Godofredo A. Vasquez, Houston Chronicle
In the last few days, you probably caught drift of the news if you didn't witness the large plume of black some hovering over southeast Texas from the massive chemical plant fire in Deer Park. The fire was finally extinguished and air quality is being monitored extensively, but this smoke can seriously create problems for anyone with lung or heart conditions. Although the air quality may not be bad while the smoke plume is up – what goes up must come down … and when it comes down, it can potentially be harmful.
According to reliable sources, most of the chemicals involved were used in the production of gasoline. The tanks that were on fire contained toleune, naphtha, xylene and pyrolysis gasoline. Just recently, a shelter-in-place was issued in Deer Park due to elevated levels of benzene. This highly-flammable chemical is widely used in the production of plastics, resins, and nylon and synthetic fibers. Benzene is also a natural part of crude oil, gasoline and cigarette smoke.
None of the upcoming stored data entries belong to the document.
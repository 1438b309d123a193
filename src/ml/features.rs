//! Feature selection for the swing-outcome model
//!
//! Projects raw Statcast rows onto the fixed pitch schema, keeps only the
//! two modeled outcomes and drops rows with any missing value.

use super::table::{parse_cell, ColumnKind, FeatureTable, Schema};
use crate::error::{MetricsError, Result};
use crate::types::RawRow;
use tracing::debug;

/// Outcome column the classifier predicts
pub const LABEL_COLUMN: &str = "description";

/// Outcomes the model distinguishes
pub const MODELED_OUTCOMES: [&str; 2] = ["hit_into_play", "swinging_strike"];

/// Pitch physics, plate location and outcome
pub const PITCH_COLUMNS: [(&str, ColumnKind); 16] = [
    ("pitch_type", ColumnKind::Categorical),
    ("release_speed", ColumnKind::Numeric),
    ("release_pos_x", ColumnKind::Numeric),
    ("release_pos_y", ColumnKind::Numeric),
    ("release_spin_rate", ColumnKind::Numeric),
    ("spin_axis", ColumnKind::Numeric),
    ("p_throws", ColumnKind::Categorical),
    ("plate_x", ColumnKind::Numeric),
    ("plate_z", ColumnKind::Numeric),
    ("vx0", ColumnKind::Numeric),
    ("vy0", ColumnKind::Numeric),
    ("vz0", ColumnKind::Numeric),
    ("ax", ColumnKind::Numeric),
    ("ay", ColumnKind::Numeric),
    ("az", ColumnKind::Numeric),
    (LABEL_COLUMN, ColumnKind::Categorical),
];

pub fn pitch_schema() -> Schema {
    Schema::from_pairs(&PITCH_COLUMNS)
}

#[derive(Debug, Clone)]
pub struct FeatureSelector {
    schema: Schema,
    label: String,
    outcomes: Vec<String>,
}

impl Default for FeatureSelector {
    fn default() -> Self {
        Self::new(
            pitch_schema(),
            LABEL_COLUMN,
            MODELED_OUTCOMES.iter().map(|s| s.to_string()).collect(),
        )
    }
}

impl FeatureSelector {
    pub fn new(schema: Schema, label: &str, outcomes: Vec<String>) -> Self {
        Self {
            schema,
            label: label.to_string(),
            outcomes,
        }
    }

    pub fn schema(&self) -> &Schema {
        &self.schema
    }

    pub fn label(&self) -> &str {
        &self.label
    }

    /// Select modeled rows, preserving input order
    pub fn select(&self, records: &[RawRow]) -> Result<FeatureTable> {
        if records.is_empty() {
            return Ok(FeatureTable::empty(self.schema.clone()));
        }
        let missing: Vec<&str> = self
            .schema
            .columns()
            .iter()
            .filter(|c| !records.iter().any(|r| r.contains_key(&c.name)))
            .map(|c| c.name.as_str())
            .collect();
        if !missing.is_empty() {
            return Err(MetricsError::invalid_input(format!(
                "Missing required columns: {}",
                missing.join(", ")
            )));
        }

        let mut rows = Vec::new();
        'records: for record in records {
            let modeled = record
                .get(&self.label)
                .and_then(|v| v.as_str())
                .is_some_and(|d| self.outcomes.iter().any(|o| o == d));
            if !modeled {
                continue;
            }

            let mut row = Vec::with_capacity(self.schema.len());
            for column in self.schema.columns() {
                match parse_cell(&column.name, column.kind, record.get(&column.name))? {
                    Some(cell) => row.push(cell),
                    None => continue 'records,
                }
            }
            rows.push(row);
        }

        debug!(
            "Selected {} of {} rows for outcomes {:?}",
            rows.len(),
            records.len(),
            self.outcomes
        );
        FeatureTable::new(self.schema.clone(), rows)
    }
}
Short-term exposure to any of these fumes can cause dizziness, fatigue or headaches. For those susceptible, the smoke can trigger asthma attacks and heart attacks. Many of the chemicals lingering in the air are likely to be carcinogenic, or cancer-causing.
So, what can you do to protect yourself – especially if you or your child fear your health is at risk?
- If you can, stay indoors. Keep the windows closed and avoid strenuous outdoor activities.
- If you have to drive somewhere, keep the windows rolled up and set the air in the car to recirculate.
- Using a high-efficiency particulate (HEPA) filter might be helpful.
Lastly, the most important part of managing any crisis is working to prevent a similar incident from ever occurring again. Effective prevention measures for these types of petrochemical issues would help to avoid causing undue harm to our local communities in the future.